(Dataset items)
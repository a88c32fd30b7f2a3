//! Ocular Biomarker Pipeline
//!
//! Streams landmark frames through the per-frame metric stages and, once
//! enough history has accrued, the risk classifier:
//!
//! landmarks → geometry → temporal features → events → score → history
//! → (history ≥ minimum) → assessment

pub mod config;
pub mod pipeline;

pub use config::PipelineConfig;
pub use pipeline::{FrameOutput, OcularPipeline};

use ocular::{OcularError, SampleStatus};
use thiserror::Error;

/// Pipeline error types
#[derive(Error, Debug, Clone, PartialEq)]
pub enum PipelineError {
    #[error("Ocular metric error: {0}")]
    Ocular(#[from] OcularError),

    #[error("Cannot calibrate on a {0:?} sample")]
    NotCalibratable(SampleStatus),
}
---
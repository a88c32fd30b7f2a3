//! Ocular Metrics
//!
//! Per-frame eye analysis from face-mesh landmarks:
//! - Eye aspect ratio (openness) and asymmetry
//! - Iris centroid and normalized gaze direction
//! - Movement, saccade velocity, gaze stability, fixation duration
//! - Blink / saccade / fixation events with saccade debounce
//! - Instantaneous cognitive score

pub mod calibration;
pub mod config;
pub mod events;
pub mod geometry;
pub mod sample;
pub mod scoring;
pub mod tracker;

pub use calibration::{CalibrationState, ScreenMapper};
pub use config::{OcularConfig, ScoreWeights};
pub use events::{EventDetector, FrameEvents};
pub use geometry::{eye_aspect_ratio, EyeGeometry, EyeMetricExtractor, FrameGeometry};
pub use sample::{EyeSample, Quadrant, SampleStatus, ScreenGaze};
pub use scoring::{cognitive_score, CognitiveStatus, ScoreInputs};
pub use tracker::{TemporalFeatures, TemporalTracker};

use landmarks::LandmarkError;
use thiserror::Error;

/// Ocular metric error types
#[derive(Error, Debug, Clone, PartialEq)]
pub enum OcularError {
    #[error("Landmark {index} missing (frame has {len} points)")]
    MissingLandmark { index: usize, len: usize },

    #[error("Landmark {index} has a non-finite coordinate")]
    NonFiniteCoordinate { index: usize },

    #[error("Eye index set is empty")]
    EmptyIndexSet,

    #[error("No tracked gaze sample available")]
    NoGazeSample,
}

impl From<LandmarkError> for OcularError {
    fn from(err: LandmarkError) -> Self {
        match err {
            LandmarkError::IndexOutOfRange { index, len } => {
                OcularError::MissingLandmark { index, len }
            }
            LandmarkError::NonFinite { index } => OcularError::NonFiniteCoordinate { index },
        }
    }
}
---
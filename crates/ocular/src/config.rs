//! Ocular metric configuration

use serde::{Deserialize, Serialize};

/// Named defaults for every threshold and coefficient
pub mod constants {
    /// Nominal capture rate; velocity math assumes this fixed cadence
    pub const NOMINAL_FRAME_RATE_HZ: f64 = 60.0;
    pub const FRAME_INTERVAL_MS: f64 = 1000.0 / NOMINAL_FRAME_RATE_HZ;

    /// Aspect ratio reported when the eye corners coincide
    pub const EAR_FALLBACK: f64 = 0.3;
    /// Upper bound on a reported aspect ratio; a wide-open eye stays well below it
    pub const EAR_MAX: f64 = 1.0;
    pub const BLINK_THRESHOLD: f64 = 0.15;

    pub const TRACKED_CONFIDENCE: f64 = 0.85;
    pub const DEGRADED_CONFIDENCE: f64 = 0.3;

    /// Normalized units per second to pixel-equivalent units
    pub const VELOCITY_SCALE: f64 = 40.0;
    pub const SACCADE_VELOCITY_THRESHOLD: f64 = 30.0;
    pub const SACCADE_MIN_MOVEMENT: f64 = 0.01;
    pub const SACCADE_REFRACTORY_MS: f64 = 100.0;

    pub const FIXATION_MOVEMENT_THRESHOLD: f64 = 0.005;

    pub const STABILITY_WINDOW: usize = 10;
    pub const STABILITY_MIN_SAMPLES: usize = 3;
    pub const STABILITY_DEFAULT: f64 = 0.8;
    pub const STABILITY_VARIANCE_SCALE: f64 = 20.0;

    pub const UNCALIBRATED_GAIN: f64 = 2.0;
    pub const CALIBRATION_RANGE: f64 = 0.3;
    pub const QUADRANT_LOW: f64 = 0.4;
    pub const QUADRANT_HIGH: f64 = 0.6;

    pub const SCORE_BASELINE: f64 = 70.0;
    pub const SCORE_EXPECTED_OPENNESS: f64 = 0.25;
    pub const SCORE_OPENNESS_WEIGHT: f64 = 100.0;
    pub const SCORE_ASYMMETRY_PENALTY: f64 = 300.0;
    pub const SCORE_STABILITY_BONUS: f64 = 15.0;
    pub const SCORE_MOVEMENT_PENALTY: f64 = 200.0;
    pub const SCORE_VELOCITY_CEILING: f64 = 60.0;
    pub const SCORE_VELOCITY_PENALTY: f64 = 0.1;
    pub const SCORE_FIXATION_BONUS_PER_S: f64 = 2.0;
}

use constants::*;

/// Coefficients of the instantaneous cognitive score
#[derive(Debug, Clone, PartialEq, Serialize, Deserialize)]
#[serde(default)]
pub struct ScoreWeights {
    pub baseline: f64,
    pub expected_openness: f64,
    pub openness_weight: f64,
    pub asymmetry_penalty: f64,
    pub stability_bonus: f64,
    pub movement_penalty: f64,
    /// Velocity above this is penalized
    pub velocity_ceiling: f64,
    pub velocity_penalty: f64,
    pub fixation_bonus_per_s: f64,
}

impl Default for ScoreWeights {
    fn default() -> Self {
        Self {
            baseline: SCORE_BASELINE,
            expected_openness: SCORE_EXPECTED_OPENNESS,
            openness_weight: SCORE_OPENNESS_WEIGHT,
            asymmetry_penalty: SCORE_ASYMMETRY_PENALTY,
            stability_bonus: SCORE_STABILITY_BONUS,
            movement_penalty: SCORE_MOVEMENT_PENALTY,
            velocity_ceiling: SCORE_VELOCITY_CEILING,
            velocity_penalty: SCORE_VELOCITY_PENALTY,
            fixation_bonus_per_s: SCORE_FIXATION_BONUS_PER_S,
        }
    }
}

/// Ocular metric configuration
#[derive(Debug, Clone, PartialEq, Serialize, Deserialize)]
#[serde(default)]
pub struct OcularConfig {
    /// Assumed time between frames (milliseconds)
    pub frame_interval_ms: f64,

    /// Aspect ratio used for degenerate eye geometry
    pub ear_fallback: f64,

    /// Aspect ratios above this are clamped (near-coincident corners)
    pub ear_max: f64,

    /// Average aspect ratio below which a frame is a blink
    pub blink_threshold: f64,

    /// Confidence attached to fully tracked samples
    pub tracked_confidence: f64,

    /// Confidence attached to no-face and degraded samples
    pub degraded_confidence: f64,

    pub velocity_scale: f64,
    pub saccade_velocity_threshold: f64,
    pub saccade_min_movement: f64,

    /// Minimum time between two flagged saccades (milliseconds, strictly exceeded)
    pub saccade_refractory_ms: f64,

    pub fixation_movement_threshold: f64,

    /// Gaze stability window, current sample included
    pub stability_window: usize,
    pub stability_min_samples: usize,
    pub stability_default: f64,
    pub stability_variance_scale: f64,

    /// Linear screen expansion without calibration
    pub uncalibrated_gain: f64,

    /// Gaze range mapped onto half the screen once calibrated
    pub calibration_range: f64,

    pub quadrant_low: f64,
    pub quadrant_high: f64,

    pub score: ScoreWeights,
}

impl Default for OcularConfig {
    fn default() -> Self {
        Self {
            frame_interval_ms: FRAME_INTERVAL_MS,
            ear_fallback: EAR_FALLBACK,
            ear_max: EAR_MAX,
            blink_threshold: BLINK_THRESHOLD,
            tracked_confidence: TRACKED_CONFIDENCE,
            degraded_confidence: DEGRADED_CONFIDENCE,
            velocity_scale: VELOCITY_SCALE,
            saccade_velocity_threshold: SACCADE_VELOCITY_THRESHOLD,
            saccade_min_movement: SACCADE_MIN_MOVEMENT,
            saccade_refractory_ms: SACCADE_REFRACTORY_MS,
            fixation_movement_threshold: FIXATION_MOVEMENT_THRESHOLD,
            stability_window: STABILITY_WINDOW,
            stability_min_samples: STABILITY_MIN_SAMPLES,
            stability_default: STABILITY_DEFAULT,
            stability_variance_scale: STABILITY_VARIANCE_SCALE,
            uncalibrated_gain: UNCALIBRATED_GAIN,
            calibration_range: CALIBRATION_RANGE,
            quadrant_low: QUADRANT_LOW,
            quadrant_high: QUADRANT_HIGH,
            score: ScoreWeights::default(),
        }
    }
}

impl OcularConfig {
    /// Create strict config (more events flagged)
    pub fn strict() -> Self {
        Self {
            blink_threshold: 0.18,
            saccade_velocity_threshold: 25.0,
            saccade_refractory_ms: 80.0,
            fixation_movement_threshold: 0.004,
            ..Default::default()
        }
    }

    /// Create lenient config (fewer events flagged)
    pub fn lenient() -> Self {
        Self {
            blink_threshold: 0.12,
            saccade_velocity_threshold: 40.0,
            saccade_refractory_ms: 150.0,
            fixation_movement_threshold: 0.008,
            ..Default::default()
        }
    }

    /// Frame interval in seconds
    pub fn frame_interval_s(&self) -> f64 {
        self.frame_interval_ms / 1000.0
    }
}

> **What the exercise asks**
Give the number of lines in the records where the word "below" occurs, and add nothing.

> **Task answer**
2